ライフサイエンス(生命科学)分野の技術進展は近年著しく、これに伴い倫理的な観点が重視されるようになってきています。ライフサイエンスの発展とともに、その道しるべとしてELSI(エルシー)が重要な研究領域に位置付けられるようになっています。これはEthical・Legal・Social Issuesの略称で、倫理的・法的・社会的な課題と訳されます。最先端の科学技術を社会で適切に扱うにはどうすべきか、倫理的観点をはじめ多角的に考察する分野です。

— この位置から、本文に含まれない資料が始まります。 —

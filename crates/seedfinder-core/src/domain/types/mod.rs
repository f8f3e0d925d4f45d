//! Game value types shared by every mechanic

pub mod buttons;
pub mod gender;
pub mod ivs;
pub mod nature;
pub mod pid;

pub use buttons::{Button, ButtonMask};
pub use gender::{Gender, GenderRatio};
pub use ivs::{Element, Ivs, Stat};
pub use nature::{NATURE_COUNT, Nature, NatureSet};
pub use pid::{Ability, Pid, TrainerId};

/// Game version
#[derive(Clone, Copy, Debug, PartialEq, Eq, Hash, serde::Serialize, serde::Deserialize)]
pub enum GameVersion {
    Black,
    White,
    Black2,
    White2,
}

impl GameVersion {
    /// Black 2 / White 2
    pub const fn is_sequel(self) -> bool {
        matches!(self, GameVersion::Black2 | GameVersion::White2)
    }
}

/// Console hardware
#[derive(Clone, Copy, Debug, PartialEq, Eq, Hash, serde::Serialize, serde::Deserialize)]
pub enum ConsoleType {
    Ds,
    DsLite,
    Dsi,
    ThreeDs,
}
// TourBox Output Layer
// Keystroke sinks and the process spawner the engine drives

mod dry_run;
mod shell;

#[cfg(feature = "uinput")]
mod uinput;

pub use dry_run::{DryRun, SinkCall};
pub use shell::ShellSpawner;

#[cfg(feature = "uinput")]
pub use uinput::VirtualKeyboard;

use crate::key::KeyToken;

/// Errors from a keystroke sink. The engine logs these and moves on.
#[derive(Debug, thiserror::Error)]
pub enum SinkError {
    #[error("no key code for '{0}'")]
    Unmappable(KeyToken),

    #[error("failed to create virtual device: {0}")]
    DeviceCreation(String),

    #[error("failed to write event: {0}")]
    Write(#[from] std::io::Error),
}

/// A shell command that could not be started
#[derive(Debug, thiserror::Error)]
#[error("failed to launch '{command}': {source}")]
pub struct ShellSpawnError {
    pub command: String,
    #[source]
    pub source: std::io::Error,
}

/// OS-level keystroke injection
pub trait KeySink {
    /// Put a key down
    fn press(&mut self, key: KeyToken) -> Result<(), SinkError>;

    /// Let a key up
    fn release(&mut self, key: KeyToken) -> Result<(), SinkError>;

    /// Type literal text
    fn type_text(&mut self, text: &str) -> Result<(), SinkError>;
}

/// Fire-and-forget process launching
pub trait CommandSpawner {
    /// Start a command line without waiting for it; output is discarded
    fn spawn_detached(&mut self, command: &str) -> Result<(), ShellSpawnError>;
}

ELSIは、1990年に米国で始まったヒトゲノム計画の中で初めて登場しました。人間の遺伝子情報を全て解読するこの計画は、病気の原因解明などに役立つと期待される一方、遺伝子という重大な個人情報を扱う関係からプライバシーの侵害や差別につながる懸念も生じました。そのため医療従事者や患者だけでなく、多様な専門家の意見なども踏まえ、社会的影響や課題が研究されることになりました。政府、企業、市民をはじめ、医科学、哲学、法学、社会学、倫理学など幅広い観点から検討する姿勢が主流となっています。
がんゲノム医療が発展すれば、命が救われる人やQOL(生活の質)が向上する人が増えます。ゲノム編集は、既にがん免疫療法などに応用されており、難病治療への貢献も期待されます。iPS細胞も、事故や病気で失われた臓器や組織を修復する再生医療や、病気の原因解明、新薬の開発に役立ちます。こうした新たな技術の問題点を明らかにし、有効な使い方を考えるべく科学者と社会をつなぐのがELSIの専門家たちです。その使命は、科学者と市民・患者などが参加する、分野を超えた議論を盛り上げることであり、科学を適切に進めることにあります。